--- PROVIDED MATERIAL ---

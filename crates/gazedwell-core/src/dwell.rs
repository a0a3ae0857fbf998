//! Per-region dwell-time aggregation.

use crate::attribution::AttributedSample;
use serde::{Deserialize, Serialize};

/// Cumulative dwell time per region plus the attributed total.
///
/// Every region index appears, including regions nobody looked at.
/// Unattributed time is not part of any sum; it shows up only as
/// `attributed_samples < total_samples`.
#[derive(Debug, Clone, PartialEq, Serialize, Deserialize)]
pub struct DwellReport {
    /// Dwell time indexed by region.
    pub per_region: Vec<f64>,
    pub total: f64,
    pub attributed_samples: usize,
    pub total_samples: usize,
}

/// One line of a [`DwellReport`].
#[derive(Debug, Clone, Copy, PartialEq)]
pub enum DwellEntry {
    Region { index: usize, dwell: f64 },
    Total { dwell: f64 },
}

impl DwellReport {
    pub fn region_count(&self) -> usize {
        self.per_region.len()
    }

    pub fn dwell(&self, index: usize) -> Option<f64> {
        self.per_region.get(index).copied()
    }

    /// Largest per-region dwell, or `None` when there are no regions.
    pub fn max_region_dwell(&self) -> Option<f64> {
        self.per_region.iter().copied().reduce(f64::max)
    }

    /// Region entries in index order followed by the total; always
    /// `region_count() + 1` long.
    pub fn entries(&self) -> Vec<DwellEntry> {
        self.per_region
            .iter()
            .enumerate()
            .map(|(index, &dwell)| DwellEntry::Region { index, dwell })
            .chain(std::iter::once(DwellEntry::Total { dwell: self.total }))
            .collect()
    }
}

/// Sum dwell deltas of attributed samples per region.
pub fn aggregate(attributed: &[AttributedSample], region_count: usize) -> DwellReport {
    let mut per_region = vec![0.0f64; region_count];
    let mut attributed_samples = 0usize;

    for sample in attributed {
        let Some(index) = sample.region_index else {
            continue;
        };
        match per_region.get_mut(index) {
            Some(slot) => {
                *slot += sample.dwell_delta;
                attributed_samples += 1;
            }
            None => {
                tracing::warn!(index, region_count, "sample attributed to unknown region; ignored");
            }
        }
    }

    let total = per_region.iter().sum();

    DwellReport {
        per_region,
        total,
        attributed_samples,
        total_samples: attributed.len(),
    }
}
//! Dwell-time overlay rendering.

use crate::font;
use gazedwell_core::{OverlayItem, Region};
use image::{Rgb, RgbImage};

const BOX_THICKNESS: u32 = 2;
const LABEL_SCALE: u32 = 3;
/// Gap between a label's bottom edge and the top of its box.
const LABEL_OFFSET: i64 = 10;

/// Draw a rectangle outline `thickness` pixels wide, growing inward from
/// the region border. Clipped to the image.
pub fn draw_rect(image: &mut RgbImage, region: &Region, color: Rgb<u8>, thickness: u32) {
    let (width, height) = image.dimensions();
    if width == 0 || height == 0 {
        return;
    }

    let clamp_x = |v: f64| (v.round().max(0.0) as u32).min(width - 1);
    let clamp_y = |v: f64| (v.round().max(0.0) as u32).min(height - 1);
    let (x0, x1) = (clamp_x(region.xmin), clamp_x(region.xmax));
    let (y0, y1) = (clamp_y(region.ymin), clamp_y(region.ymax));

    for t in 0..thickness {
        let top = (y0 + t).min(y1);
        let bottom = y1.saturating_sub(t).max(y0);
        let left = (x0 + t).min(x1);
        let right = x1.saturating_sub(t).max(x0);

        for x in x0..=x1 {
            image.put_pixel(x, top, color);
            image.put_pixel(x, bottom, color);
        }
        for y in y0..=y1 {
            image.put_pixel(left, y, color);
            image.put_pixel(right, y, color);
        }
    }
}

/// Colour for a dwell intensity: red, scaled.
pub fn intensity_color(intensity: u8) -> Rgb<u8> {
    Rgb([intensity, 0, 0])
}

/// Copy `image` and draw each region's box and dwell label on it.
pub fn render_dwell_overlay(image: &RgbImage, items: &[OverlayItem]) -> RgbImage {
    let mut canvas = image.clone();

    for item in items {
        let color = intensity_color(item.intensity);
        draw_rect(&mut canvas, &item.region, color, BOX_THICKNESS);

        let label_y = item.region.ymin.round() as i64 - LABEL_OFFSET - font::text_height(LABEL_SCALE) as i64;
        font::draw_text(
            &mut canvas,
            item.region.xmin.round() as i64,
            label_y.max(0),
            &item.label,
            color,
            LABEL_SCALE,
        );
    }

    tracing::debug!(regions = items.len(), "rendered dwell overlay");
    canvas
}
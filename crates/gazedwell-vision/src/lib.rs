//! gazedwell-vision — Image side of the gaze pipeline.
//!
//! SCRFD face detection via ONNX Runtime, the per-image detection pass with
//! its annotated legend image, and dwell overlay rendering.

pub mod detector;
pub mod faces;
pub mod font;
pub mod overlay;

pub use detector::{DetectorError, ScrfdDetector};
pub use faces::{run_face_pass, FacePass, FacePassConfig};
pub use overlay::render_dwell_overlay;

/// SCRFD model file name expected in the model directory.
pub const SCRFD_MODEL_FILE: &str = "det_10g.onnx";
//! Gaze-to-region attribution.
//!
//! Samples are sorted by timestamp (stable, so equal timestamps keep file
//! order), each sample gets the time until its successor as its dwell
//! delta, and each sample is assigned to the first region in detector order
//! that contains it. Overlapping regions therefore resolve to the lowest
//! index. Cost is O(samples × regions), fine for tens of faces and
//! thousands of samples.

use crate::region::Region;
use crate::sample::GazeSample;
use serde::Serialize;

/// A gaze sample after attribution.
#[derive(Debug, Clone, PartialEq, Serialize)]
pub struct AttributedSample {
    #[serde(flatten)]
    pub sample: GazeSample,
    /// Index into the region set, or `None` when no region contains the point.
    pub region_index: Option<usize>,
    /// Time until the next sample in timestamp order; 0 for the last sample.
    pub dwell_delta: f64,
}

/// Attributed samples in timestamp order.
#[derive(Debug, Clone)]
pub struct Attribution {
    pub samples: Vec<AttributedSample>,
    pub region_count: usize,
}

impl Attribution {
    pub fn total_samples(&self) -> usize {
        self.samples.len()
    }

    /// Samples that landed in some region.
    pub fn attributed_count(&self) -> usize {
        self.samples
            .iter()
            .filter(|s| s.region_index.is_some())
            .count()
    }

    pub fn unattributed_count(&self) -> usize {
        self.total_samples() - self.attributed_count()
    }
}

/// Index of the first region containing `(x, y)`, if any.
pub fn find_region(regions: &[Region], x: f64, y: f64) -> Option<usize> {
    regions.iter().position(|r| r.contains(x, y))
}

/// Time from each sample to its successor; the last sample gets 0.
///
/// Expects samples already in timestamp order. Adjacent duplicates give 0.
pub fn dwell_deltas(sorted: &[GazeSample]) -> Vec<f64> {
    let mut deltas: Vec<f64> = sorted
        .windows(2)
        .map(|w| w[1].timestamp - w[0].timestamp)
        .collect();
    if !sorted.is_empty() {
        deltas.push(0.0);
    }
    deltas
}

/// Sort samples by timestamp and attribute each one to a region.
pub fn attribute(mut samples: Vec<GazeSample>, regions: &[Region]) -> Attribution {
    samples.sort_by(|a, b| a.timestamp.total_cmp(&b.timestamp));
    let deltas = dwell_deltas(&samples);

    let attributed: Vec<AttributedSample> = samples
        .into_iter()
        .zip(deltas)
        .map(|(sample, dwell_delta)| AttributedSample {
            region_index: find_region(regions, sample.x, sample.y),
            sample,
            dwell_delta,
        })
        .collect();

    let attribution = Attribution {
        samples: attributed,
        region_count: regions.len(),
    };

    let inside = attribution.attributed_count();
    if inside == 0 {
        tracing::warn!(
            samples = attribution.total_samples(),
            regions = regions.len(),
            "no gaze sample fell inside any face region"
        );
    } else {
        tracing::debug!(
            inside,
            outside = attribution.unattributed_count(),
            regions = regions.len(),
            "attributed gaze samples"
        );
    }

    attribution
}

--- WHAT IS NEEDED ---
Among the records above, find each line holding the string "items" and pull it out.

--- OUTPUT OF THE EXERCISE ---
pub fn render_dwell_overlay(image: &RgbImage, items: &[OverlayItem]) -> RgbImage {
    for item in items {
    tracing::debug!(regions = items.len(), "rendered dwell overlay");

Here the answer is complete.